Matisse no fue un hombre muy dado a las palabras. Qué decir de las entrevistas… Ciertamente, tampoco las necesitaba para nada. Tal vez hubo un tiempo en que, para ser alguien, no tenías que estar hablando todo el tiempo, entregando titulares e ir más del artista, como si ser un artista no fuera ya lo suficientemente complicado. Ya decía Francis Bacon en una entrevista que, para llegar a ser el pintor más grande de la segunda mitad del siglo XX, solo había hecho una cosa: trabajar. Sin embargo, un día, la muerte llama a la puerta de Henri Matisse. No entra, pero ese estar en el umbral, es una invitación a recordar, a dar vueltas por su vida. Esto es aprovechado por el editor Albert Skira para enviarle al crítico de arte Pierre Courthion. Estamos en el año 1941. Alemania ha invadido Francia.
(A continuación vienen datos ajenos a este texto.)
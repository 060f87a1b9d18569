use std::collections::{BTreeMap, HashMap};
use std::sync::atomic::{AtomicU64, Ordering};
use std::sync::{Arc, Mutex};

use async_trait::async_trait;
use rand::Rng;
use serde_json::Value;

use crate::error::{decode_error, not_found, FeedError, FeedResult};
use crate::model::Post;

use super::{
    Cursor, PageRequest, PageResponse, RemoteStore, WatchEvent, WatchObserver, WatchRegistration,
};

const AUTO_ID_CHARS: &[u8] = b"ABCDEFGHIJKLMNOPQRSTUVWXYZabcdefghijklmnopqrstuvwxyz0123456789";

/// Remote operations recorded by [`InMemoryStore`], in issue order.
#[derive(Clone, Debug, PartialEq, Eq)]
pub enum StoreOp {
    FetchPage,
    SetAdd { id: String, user_uid: String },
    SetRemove { id: String, user_uid: String },
    Delete { id: String },
}

/// Deterministic [`RemoteStore`] over JSON documents keyed by post id.
///
/// Watch events are delivered synchronously on every mutation, so events for
/// one document always arrive in emission order. Test hooks cover the failure
/// modes the core has to survive: fetch fault injection, an operation gate
/// that suspends the next remote call until released, and an operation log.
#[derive(Clone, Default)]
pub struct InMemoryStore {
    inner: Arc<StoreInner>,
}

#[derive(Default)]
struct StoreInner {
    documents: Mutex<BTreeMap<String, Value>>,
    listeners: Mutex<HashMap<String, Vec<(u64, WatchObserver)>>>,
    next_listener_id: AtomicU64,
    ops: Mutex<Vec<StoreOp>>,
    fail_next_fetch: Mutex<Option<FeedError>>,
    gate: Mutex<Option<async_channel::Receiver<()>>>,
}

impl InMemoryStore {
    pub fn new() -> Self {
        Self::default()
    }

    /// Persists a post, assigning a store id when it does not have one yet.
    /// Returns the stored post with its identifier filled in.
    pub fn create(&self, post: &Post) -> FeedResult<Post> {
        let mut stored = post.clone();
        let id = match stored.id.clone() {
            Some(id) => id,
            None => auto_id(),
        };
        stored.id = Some(id.clone());
        self.write_document(&id, &stored)?;
        self.inner.notify(&id, WatchEvent::Updated(stored.clone()));
        Ok(stored)
    }

    /// Overwrites an existing post in place and notifies its watchers.
    pub fn upsert(&self, post: &Post) -> FeedResult<()> {
        let id = post
            .id
            .clone()
            .ok_or_else(|| crate::error::invalid_argument("Cannot upsert a post without an id"))?;
        if !self.inner.documents.lock().unwrap().contains_key(&id) {
            return Err(not_found(format!("post {id} does not exist")));
        }
        self.write_document(&id, post)?;
        self.inner.notify(&id, WatchEvent::Updated(post.clone()));
        Ok(())
    }

    /// Current decoded contents of a document, if present and decodable.
    pub fn get(&self, id: &str) -> Option<Post> {
        let documents = self.inner.documents.lock().unwrap();
        documents.get(id).and_then(|value| decode_document(id, value))
    }

    /// Inserts a raw document without validation. Lets tests seed malformed
    /// documents that must be skipped during page decoding.
    pub fn insert_raw(&self, id: &str, value: Value) {
        self.inner
            .documents
            .lock()
            .unwrap()
            .insert(id.to_string(), value);
    }

    /// Fails the next `fetch_page` call with the given error, leaving the
    /// documents untouched.
    pub fn fail_next_fetch(&self, error: FeedError) {
        *self.inner.fail_next_fetch.lock().unwrap() = Some(error);
    }

    /// Suspends the next remote operation until the returned sender fires.
    pub fn hold_next_op(&self) -> async_channel::Sender<()> {
        let (sender, receiver) = async_channel::bounded(1);
        *self.inner.gate.lock().unwrap() = Some(receiver);
        sender
    }

    /// Number of live watch registrations across all documents.
    pub fn active_watch_count(&self) -> usize {
        self.inner
            .listeners
            .lock()
            .unwrap()
            .values()
            .map(Vec::len)
            .sum()
    }

    /// Every remote operation issued so far, in order.
    pub fn ops(&self) -> Vec<StoreOp> {
        self.inner.ops.lock().unwrap().clone()
    }

    fn write_document(&self, id: &str, post: &Post) -> FeedResult<()> {
        let mut value = serde_json::to_value(post)
            .map_err(|err| decode_error(format!("post {id} could not be encoded: {err}")))?;
        if let Some(object) = value.as_object_mut() {
            // The id lives in the document key, not in the document body.
            object.remove("id");
        }
        self.inner
            .documents
            .lock()
            .unwrap()
            .insert(id.to_string(), value);
        Ok(())
    }

    async fn await_gate(&self) {
        let receiver = self.inner.gate.lock().unwrap().take();
        if let Some(receiver) = receiver {
            let _ = receiver.recv().await;
        }
    }
}

impl StoreInner {
    fn record(&self, op: StoreOp) {
        self.ops.lock().unwrap().push(op);
    }

    fn notify(&self, id: &str, event: WatchEvent) {
        let observers: Vec<WatchObserver> = {
            let listeners = self.listeners.lock().unwrap();
            listeners
                .get(id)
                .map(|entries| {
                    entries
                        .iter()
                        .map(|(_, observer)| Arc::clone(observer))
                        .collect()
                })
                .unwrap_or_default()
        };
        for observer in observers {
            observer(event.clone());
        }
    }
}

#[async_trait]
impl RemoteStore for InMemoryStore {
    async fn fetch_page(&self, request: &PageRequest) -> FeedResult<PageResponse> {
        self.inner.record(StoreOp::FetchPage);
        self.await_gate().await;
        if let Some(error) = self.inner.fail_next_fetch.lock().unwrap().take() {
            return Err(error);
        }

        let documents = self.inner.documents.lock().unwrap().clone();
        let mut posts: Vec<Post> = documents
            .iter()
            .filter_map(|(id, value)| decode_document(id, value))
            .collect();
        if let Some(author) = &request.author {
            posts.retain(|post| &post.user_uid == author);
        }
        posts.sort_by(|left, right| {
            right
                .published_date
                .cmp(&left.published_date)
                .then_with(|| left.id.cmp(&right.id))
        });

        let start = match &request.after {
            Some(cursor) => {
                match posts
                    .iter()
                    .position(|post| post.id.as_deref() == Some(cursor.token()))
                {
                    Some(index) => index + 1,
                    None => {
                        log::debug!(
                            "page cursor {} no longer present; restarting from the head",
                            cursor.token()
                        );
                        0
                    }
                }
            }
            None => 0,
        };

        let remaining = posts.split_off(start.min(posts.len()));
        let limit = request.limit as usize;
        let has_more = remaining.len() > limit;
        let page: Vec<Post> = remaining.into_iter().take(limit).collect();
        let cursor = page.last().and_then(|post| post.id.clone()).map(Cursor::new);
        Ok(PageResponse {
            posts: page,
            cursor,
            has_more,
        })
    }

    fn watch(&self, id: &str, observer: WatchObserver) -> FeedResult<WatchRegistration> {
        let listener_id = self.inner.next_listener_id.fetch_add(1, Ordering::SeqCst);
        self.inner
            .listeners
            .lock()
            .unwrap()
            .entry(id.to_string())
            .or_default()
            .push((listener_id, observer));

        let inner = Arc::clone(&self.inner);
        let id = id.to_string();
        Ok(WatchRegistration::new(move || {
            let mut listeners = inner.listeners.lock().unwrap();
            if let Some(entries) = listeners.get_mut(&id) {
                entries.retain(|(entry_id, _)| *entry_id != listener_id);
                if entries.is_empty() {
                    listeners.remove(&id);
                }
            }
        }))
    }

    async fn atomic_set_add(&self, id: &str, user_uid: &str) -> FeedResult<()> {
        self.inner.record(StoreOp::SetAdd {
            id: id.to_string(),
            user_uid: user_uid.to_string(),
        });
        self.await_gate().await;
        let snapshot = {
            let mut documents = self.inner.documents.lock().unwrap();
            let value = documents
                .get_mut(id)
                .ok_or_else(|| not_found(format!("post {id} does not exist")))?;
            let members = liked_ids_mut(id, value)?;
            let needle = Value::String(user_uid.to_string());
            if !members.contains(&needle) {
                members.push(needle);
            }
            value.clone()
        };
        if let Some(post) = decode_document(id, &snapshot) {
            self.inner.notify(id, WatchEvent::Updated(post));
        }
        Ok(())
    }

    async fn atomic_set_remove(&self, id: &str, user_uid: &str) -> FeedResult<()> {
        self.inner.record(StoreOp::SetRemove {
            id: id.to_string(),
            user_uid: user_uid.to_string(),
        });
        self.await_gate().await;
        let snapshot = {
            let mut documents = self.inner.documents.lock().unwrap();
            let value = documents
                .get_mut(id)
                .ok_or_else(|| not_found(format!("post {id} does not exist")))?;
            let members = liked_ids_mut(id, value)?;
            members.retain(|member| member != &Value::String(user_uid.to_string()));
            value.clone()
        };
        if let Some(post) = decode_document(id, &snapshot) {
            self.inner.notify(id, WatchEvent::Updated(post));
        }
        Ok(())
    }

    async fn delete(&self, id: &str) -> FeedResult<()> {
        self.inner.record(StoreOp::Delete { id: id.to_string() });
        self.await_gate().await;
        let removed = self.inner.documents.lock().unwrap().remove(id);
        if removed.is_none() {
            return Err(not_found(format!("post {id} does not exist")));
        }
        self.inner.notify(id, WatchEvent::Deleted);
        Ok(())
    }
}

fn decode_document(id: &str, value: &Value) -> Option<Post> {
    match serde_json::from_value::<Post>(value.clone()) {
        Ok(mut post) => {
            post.id = Some(id.to_string());
            Some(post)
        }
        Err(err) => {
            log::warn!("skipping undecodable post {id}: {err}");
            None
        }
    }
}

fn liked_ids_mut<'a>(id: &str, value: &'a mut Value) -> FeedResult<&'a mut Vec<Value>> {
    let object = value
        .as_object_mut()
        .ok_or_else(|| decode_error(format!("post {id} is not a document")))?;
    object
        .entry("likedIDs")
        .or_insert_with(|| Value::Array(Vec::new()))
        .as_array_mut()
        .ok_or_else(|| decode_error(format!("post {id} has a malformed likedIDs field")))
}

fn auto_id() -> String {
    let mut rng = rand::thread_rng();
    (0..20)
        .map(|_| AUTO_ID_CHARS[rng.gen_range(0..AUTO_ID_CHARS.len())] as char)
        .collect()
}

#[cfg(test)]
mod tests {
    use super::*;
    use chrono::{TimeZone, Utc};
    use std::collections::BTreeSet;
    use url::Url;

    fn sample_post(text: &str, minute: u32) -> Post {
        Post {
            id: None,
            text: text.to_string(),
            image_url: None,
            image_reference_id: None,
            published_date: Utc.with_ymd_and_hms(2024, 5, 22, 9, minute, 0).unwrap(),
            liked_ids: BTreeSet::new(),
            user_name: "junil".into(),
            user_uid: "ua".into(),
            user_profile_url: Url::parse("https://example.com/a.png").unwrap(),
            location: None,
        }
    }

    #[tokio::test]
    async fn create_assigns_id_and_pages_in_publish_order() {
        let store = InMemoryStore::new();
        let older = store.create(&sample_post("older", 1)).unwrap();
        let newer = store.create(&sample_post("newer", 2)).unwrap();
        assert!(older.id.is_some());

        let page = store
            .fetch_page(&PageRequest {
                after: None,
                limit: 10,
                author: None,
            })
            .await
            .unwrap();
        assert_eq!(page.posts.len(), 2);
        assert_eq!(page.posts[0].id, newer.id);
        assert_eq!(page.posts[1].id, older.id);
        assert!(!page.has_more);
    }

    #[tokio::test]
    async fn set_add_is_idempotent() {
        let store = InMemoryStore::new();
        let post = store.create(&sample_post("hello", 1)).unwrap();
        let id = post.id.as_deref().unwrap();
        store.atomic_set_add(id, "ub").await.unwrap();
        store.atomic_set_add(id, "ub").await.unwrap();

        let page = store
            .fetch_page(&PageRequest {
                after: None,
                limit: 10,
                author: None,
            })
            .await
            .unwrap();
        assert_eq!(page.posts[0].like_count(), 1);
    }

    #[tokio::test]
    async fn watch_delivers_updates_until_detached() {
        let store = InMemoryStore::new();
        let post = store.create(&sample_post("hello", 1)).unwrap();
        let id = post.id.clone().unwrap();

        let events: Arc<Mutex<Vec<WatchEvent>>> = Arc::new(Mutex::new(Vec::new()));
        let captured = Arc::clone(&events);
        let registration = store
            .watch(&id, Arc::new(move |event| captured.lock().unwrap().push(event)))
            .unwrap();
        assert_eq!(store.active_watch_count(), 1);

        store.atomic_set_add(&id, "ub").await.unwrap();
        registration.detach();
        assert_eq!(store.active_watch_count(), 0);
        store.atomic_set_add(&id, "uc").await.unwrap();

        let events = events.lock().unwrap();
        assert_eq!(events.len(), 1);
        match &events[0] {
            WatchEvent::Updated(updated) => assert!(updated.liked_by("ub")),
            other => panic!("unexpected event {other:?}"),
        }
    }

    #[tokio::test]
    async fn delete_missing_document_is_not_found() {
        let store = InMemoryStore::new();
        let err = store.delete("ghost").await.unwrap_err();
        assert_eq!(err.code_str(), "feed/not-found");
    }
}
//! Client-side feed synchronization core for a places-based social feed.
//!
//! Keeps a locally observable, ordered collection of posts consistent with a
//! remote document store that supports paginated range queries, per-document
//! live watches, and atomic set-valued field edits. The store itself is an
//! external collaborator behind the [`store::RemoteStore`] trait; rendering,
//! image upload, place search, and authentication live outside this crate and
//! only forward user intents into the [`feed::FeedClient`] surface.

pub mod error;
pub mod feed;
pub mod model;
pub mod store;

pub use error::{FeedError, FeedErrorCode, FeedResult};
pub use feed::{
    ranking::rank, FeedCache, FeedClient, FeedQuery, LikeCoordinator, LiveReconciler, LoadOutcome,
    ToggleOutcome, PAGE_SIZE,
};
pub use model::{GeoPoint, Post};
pub use store::{
    Cursor, InMemoryStore, PageRequest, PageResponse, RemoteStore, StoreOp, WatchEvent,
    WatchRegistration,
};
Pese a la disposición inicial de un Matisse asustado, poco tarda en volver a sus convicciones. En estos dos libros de conversaciones (que en realidad es una sola conversación), asistimos a una peculiar disputa. Courthion parece estar interesado en demostrar cuanto sabe del pintor francés y el pintor francés no parece escuchar ninguna de las preguntas de su entrevistador. El resultado son dos monólogos que se cruzan en algún momento, pero en los que el arte, la creación, la vida del artista, brota por todos lados, como algo inevitable, pese a ellos. Más grande que ellos.
Matisse reivindica el instinto, una reivindicación que encaja mal con los intentos de meterle en algún compartimento o de que de alguna explicación, algún manual de instrucciones para jóvenes aprendices. La suya es una búsqueda personal que solo a él concierne y, en esa búsqueda, sobran tantas cosas… Lo que queda es la obra de arte. Frente al accidente de la creación, está la revelación de la obra acabada. ¿Cómo explicar todo esto? No es asunto suyo. Lo que dice un artista, confesará, es insignificante frente a lo hace. Courthion sigue intentándolo, hasta el cansancio de Matisse, que no tarda en arrepentirse (la muerte ya es algo lejano). Le gustaría escapar a su propio compromiso, pero, por otro lado, tal vez encuentra algo en sus palabras, una manera de ordenar viejas cosas, viejos trastos.
Para Matisse en una obra de arte se encuentran el artista, la propia obra y el público. Sin público, no hay obra. Tampoco con concesiones a ese público. A lo largo de las extensas conversaciones, el pintor irá encontrando con sus contemporáneos, con aquellos que le precedieron y con su idea de un arte, el suyo, en constante búsqueda (la búsqueda y el riesgo como algo esencial). También con la parte menos amable del oficio. Las exposiciones que fueron y las que no fueron, los marchantes, el dinero, la fama, el olvido, los años de aprendizaje (siempre enfrentados, como una constante en tantos artistas, a lo viejo, a lo académico).
Cada vez que me acerco a estos libros de Confluencias (de su colección Conversaciones), siento una misma sensación de justeza: la de escuchar a un artista o a un creador en sus propias palabras, sin interpretaciones, sin falsas esperanzas. En prácticamente todos existe esa misma perplejidad hacia lo que hacen, esa misma necesidad solo de hacer, de ser, sin tener que dar explicaciones. El artista como interrogación, como duda sin resolver, como fascinante misterio.